**Aim of the exercise**. Every line below must be reproduced exactly. Copy them all.

**Excerpted data**.
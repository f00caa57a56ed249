//! iai-callgrind benchmarks for vela-math
//!
//! Measures instruction counts for one vector per kernel (deterministic,
//! cachegrind-based).
//! Run with: cargo bench --bench iai_benches

use iai_callgrind::{library_benchmark, library_benchmark_group, main};
use std::hint::black_box;
use vela_math::math::*;
use vela_math::{DefaultF32Vector, DefaultF64Vector, F64x8, RespectExceptions, SimdVector};

// Exponentials

#[library_benchmark]
fn bench_exp() -> DefaultF64Vector {
    let x = black_box(DefaultF64Vector::splat(2.5));
    black_box(exp(x))
}

#[library_benchmark]
fn bench_exp2() -> DefaultF64Vector {
    let x = black_box(DefaultF64Vector::splat(2.5));
    black_box(exp2(x))
}

#[library_benchmark]
fn bench_expm1() -> DefaultF64Vector {
    let x = black_box(DefaultF64Vector::splat(0.7));
    black_box(expm1(x))
}

#[library_benchmark]
fn bench_sinh() -> DefaultF64Vector {
    let x = black_box(DefaultF64Vector::splat(2.5));
    black_box(sinh(x))
}

#[library_benchmark]
fn bench_cosh() -> DefaultF64Vector {
    let x = black_box(DefaultF64Vector::splat(2.5));
    black_box(cosh(x))
}

#[library_benchmark]
fn bench_asinh() -> DefaultF64Vector {
    let x = black_box(DefaultF64Vector::splat(2.5));
    black_box(asinh(x))
}

#[library_benchmark]
fn bench_erfc() -> DefaultF64Vector {
    let x = black_box(DefaultF64Vector::splat(0.7));
    black_box(erfc(x))
}

library_benchmark_group!(
    name = exp_group;
    benchmarks = bench_exp, bench_exp2, bench_expm1, bench_sinh, bench_cosh, bench_asinh,
                 bench_erfc
);

// Logarithms

#[library_benchmark]
fn bench_log() -> DefaultF64Vector {
    let x = black_box(DefaultF64Vector::splat(2.5));
    black_box(log(x))
}

#[library_benchmark]
fn bench_log2() -> DefaultF64Vector {
    let x = black_box(DefaultF64Vector::splat(2.5));
    black_box(log2(x))
}

#[library_benchmark]
fn bench_log10() -> DefaultF64Vector {
    let x = black_box(DefaultF64Vector::splat(2.5));
    black_box(log10(x))
}

#[library_benchmark]
fn bench_log1p() -> DefaultF64Vector {
    let x = black_box(DefaultF64Vector::splat(0.7));
    black_box(log1p(x))
}

library_benchmark_group!(
    name = log_group;
    benchmarks = bench_log, bench_log2, bench_log10, bench_log1p
);

// Trigonometry

#[library_benchmark]
fn bench_sin() -> DefaultF64Vector {
    let x = black_box(DefaultF64Vector::splat(2.5));
    black_box(sin(x))
}

#[library_benchmark]
fn bench_cos() -> DefaultF64Vector {
    let x = black_box(DefaultF64Vector::splat(2.5));
    black_box(cos(x))
}

#[library_benchmark]
fn bench_tan() -> DefaultF64Vector {
    let x = black_box(DefaultF64Vector::splat(2.5));
    black_box(tan(x))
}

#[library_benchmark]
fn bench_asin() -> DefaultF64Vector {
    let x = black_box(DefaultF64Vector::splat(0.7));
    black_box(asin(x))
}

#[library_benchmark]
fn bench_acos() -> DefaultF64Vector {
    let x = black_box(DefaultF64Vector::splat(0.7));
    black_box(acos(x))
}

#[library_benchmark]
fn bench_atan2() -> DefaultF64Vector {
    let y = black_box(DefaultF64Vector::splat(0.7));
    let x = black_box(DefaultF64Vector::splat(-2.5));
    black_box(atan2(y, x))
}

library_benchmark_group!(
    name = trig_group;
    benchmarks = bench_sin, bench_cos, bench_tan, bench_asin, bench_acos, bench_atan2
);

// Single precision

#[library_benchmark]
fn bench_expf() -> DefaultF32Vector {
    let x = black_box(DefaultF32Vector::splat(2.5));
    black_box(expf(x))
}

#[library_benchmark]
fn bench_expm1f() -> DefaultF32Vector {
    let x = black_box(DefaultF32Vector::splat(0.7));
    black_box(expm1f(x))
}

#[library_benchmark]
fn bench_logf() -> DefaultF32Vector {
    let x = black_box(DefaultF32Vector::splat(2.5));
    black_box(logf(x))
}

#[library_benchmark]
fn bench_log2f() -> DefaultF32Vector {
    let x = black_box(DefaultF32Vector::splat(2.5));
    black_box(log2f(x))
}

#[library_benchmark]
fn bench_log10f() -> DefaultF32Vector {
    let x = black_box(DefaultF32Vector::splat(2.5));
    black_box(log10f(x))
}

#[library_benchmark]
fn bench_tanf() -> DefaultF32Vector {
    let x = black_box(DefaultF32Vector::splat(2.5));
    black_box(tanf(x))
}

#[library_benchmark]
fn bench_sinhf() -> DefaultF32Vector {
    let x = black_box(DefaultF32Vector::splat(2.5));
    black_box(sinhf(x))
}

#[library_benchmark]
fn bench_coshf() -> DefaultF32Vector {
    let x = black_box(DefaultF32Vector::splat(2.5));
    black_box(coshf(x))
}

library_benchmark_group!(
    name = f32_group;
    benchmarks = bench_expf, bench_expm1f, bench_logf, bench_log2f, bench_log10f,
                 bench_tanf, bench_sinhf, bench_coshf
);

// Fallback

#[library_benchmark]
fn bench_log_one_special_lane() -> F64x8 {
    let x = black_box(F64x8::splat(2.5).replace(3, f64::NAN));
    black_box(log(x))
}

#[library_benchmark]
fn bench_exp_except_mode() -> DefaultF64Vector {
    let x = black_box(DefaultF64Vector::splat(2.5));
    black_box(exp_with::<RespectExceptions, _>(x))
}

library_benchmark_group!(
    name = fallback_group;
    benchmarks = bench_log_one_special_lane, bench_exp_except_mode
);

main!(
    library_benchmark_groups = exp_group,
    log_group,
    trig_group,
    f32_group,
    fallback_group
);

**Completed task**.
repository f00caa57a56ed249
//! iai-callgrind benchmarks for vela-math
//!
//! Measures instruction counts for one vector per kernel (deterministic,
//! cachegrind-based).
//! Run with: cargo bench --bench iai_benches

use iai_callgrind::{library_benchmark, library_benchmark_group, main};
use std::hint::black_box;
use vela_math::math::*;
use vela_math::{DefaultF32Vector, DefaultF64Vector, F64x8, RespectExceptions, SimdVector};

// Exponentials

#[library_benchmark]
fn bench_exp() -> DefaultF64Vector {
    let x = black_box(DefaultF64Vector::splat(2.5));
    black_box(exp(x))
}

#[library_benchmark]
fn bench_exp2() -> DefaultF64Vector {
    let x = black_box(DefaultF64Vector::splat(2.5));
    black_box(exp2(x))
}

#[library_benchmark]
fn bench_expm1() -> DefaultF64Vector {
    let x = black_box(DefaultF64Vector::splat(0.7));
    black_box(expm1(x))
}

#[library_benchmark]
fn bench_sinh() -> DefaultF64Vector {
    let x = black_box(DefaultF64Vector::splat(2.5));
    black_box(sinh(x))
}

#[library_benchmark]
fn bench_cosh() -> DefaultF64Vector {
    let x = black_box(DefaultF64Vector::splat(2.5));
    black_box(cosh(x))
}

#[library_benchmark]
fn bench_asinh() -> DefaultF64Vector {
    let x = black_box(DefaultF64Vector::splat(2.5));
    black_box(asinh(x))
}

#[library_benchmark]
fn bench_erfc() -> DefaultF64Vector {
    let x = black_box(DefaultF64Vector::splat(0.7));
    black_box(erfc(x))
}

library_benchmark_group!(
    name = exp_group;
    benchmarks = bench_exp, bench_exp2, bench_expm1, bench_sinh, bench_cosh, bench_asinh,
                 bench_erfc
);

// Logarithms

#[library_benchmark]
fn bench_log() -> DefaultF64Vector {
    let x = black_box(DefaultF64Vector::splat(2.5));
    black_box(log(x))
}

#[library_benchmark]
fn bench_log2() -> DefaultF64Vector {
    let x = black_box(DefaultF64Vector::splat(2.5));
    black_box(log2(x))
}

#[library_benchmark]
fn bench_log10() -> DefaultF64Vector {
    let x = black_box(DefaultF64Vector::splat(2.5));
    black_box(log10(x))
}

#[library_benchmark]
fn bench_log1p() -> DefaultF64Vector {
    let x = black_box(DefaultF64Vector::splat(0.7));
    black_box(log1p(x))
}

library_benchmark_group!(
    name = log_group;
    benchmarks = bench_log, bench_log2, bench_log10, bench_log1p
);

// Trigonometry

#[library_benchmark]
fn bench_sin() -> DefaultF64Vector {
    let x = black_box(DefaultF64Vector::splat(2.5));
    black_box(sin(x))
}

#[library_benchmark]
fn bench_cos() -> DefaultF64Vector {
    let x = black_box(DefaultF64Vector::splat(2.5));
    black_box(cos(x))
}

#[library_benchmark]
fn bench_tan() -> DefaultF64Vector {
    let x = black_box(DefaultF64Vector::splat(2.5));
    black_box(tan(x))
}

#[library_benchmark]
fn bench_asin() -> DefaultF64Vector {
    let x = black_box(DefaultF64Vector::splat(0.7));
    black_box(asin(x))
}

#[library_benchmark]
fn bench_acos() -> DefaultF64Vector {
    let x = black_box(DefaultF64Vector::splat(0.7));
    black_box(acos(x))
}

#[library_benchmark]
fn bench_atan2() -> DefaultF64Vector {
    let y = black_box(DefaultF64Vector::splat(0.7));
    let x = black_box(DefaultF64Vector::splat(-2.5));
    black_box(atan2(y, x))
}

library_benchmark_group!(
    name = trig_group;
    benchmarks = bench_sin, bench_cos, bench_tan, bench_asin, bench_acos, bench_atan2
);

// Single precision

#[library_benchmark]
fn bench_expf() -> DefaultF32Vector {
    let x = black_box(DefaultF32Vector::splat(2.5));
    black_box(expf(x))
}

#[library_benchmark]
fn bench_expm1f() -> DefaultF32Vector {
    let x = black_box(DefaultF32Vector::splat(0.7));
    black_box(expm1f(x))
}

#[library_benchmark]
fn bench_logf() -> DefaultF32Vector {
    let x = black_box(DefaultF32Vector::splat(2.5));
    black_box(logf(x))
}

#[library_benchmark]
fn bench_log2f() -> DefaultF32Vector {
    let x = black_box(DefaultF32Vector::splat(2.5));
    black_box(log2f(x))
}

#[library_benchmark]
fn bench_log10f() -> DefaultF32Vector {
    let x = black_box(DefaultF32Vector::splat(2.5));
    black_box(log10f(x))
}

#[library_benchmark]
fn bench_tanf() -> DefaultF32Vector {
    let x = black_box(DefaultF32Vector::splat(2.5));
    black_box(tanf(x))
}

#[library_benchmark]
fn bench_sinhf() -> DefaultF32Vector {
    let x = black_box(DefaultF32Vector::splat(2.5));
    black_box(sinhf(x))
}

#[library_benchmark]
fn bench_coshf() -> DefaultF32Vector {
    let x = black_box(DefaultF32Vector::splat(2.5));
    black_box(coshf(x))
}

library_benchmark_group!(
    name = f32_group;
    benchmarks = bench_expf, bench_expm1f, bench_logf, bench_log2f, bench_log10f,
                 bench_tanf, bench_sinhf, bench_coshf
);

// Fallback

#[library_benchmark]
fn bench_log_one_special_lane() -> F64x8 {
    let x = black_box(F64x8::splat(2.5).replace(3, f64::NAN));
    black_box(log(x))
}

#[library_benchmark]
fn bench_exp_except_mode() -> DefaultF64Vector {
    let x = black_box(DefaultF64Vector::splat(2.5));
    black_box(exp_with::<RespectExceptions, _>(x))
}

library_benchmark_group!(
    name = fallback_group;
    benchmarks = bench_log_one_special_lane, bench_exp_except_mode
);

main!(
    library_benchmark_groups = exp_group,
    log_group,
    trig_group,
    f32_group,
    fallback_group
);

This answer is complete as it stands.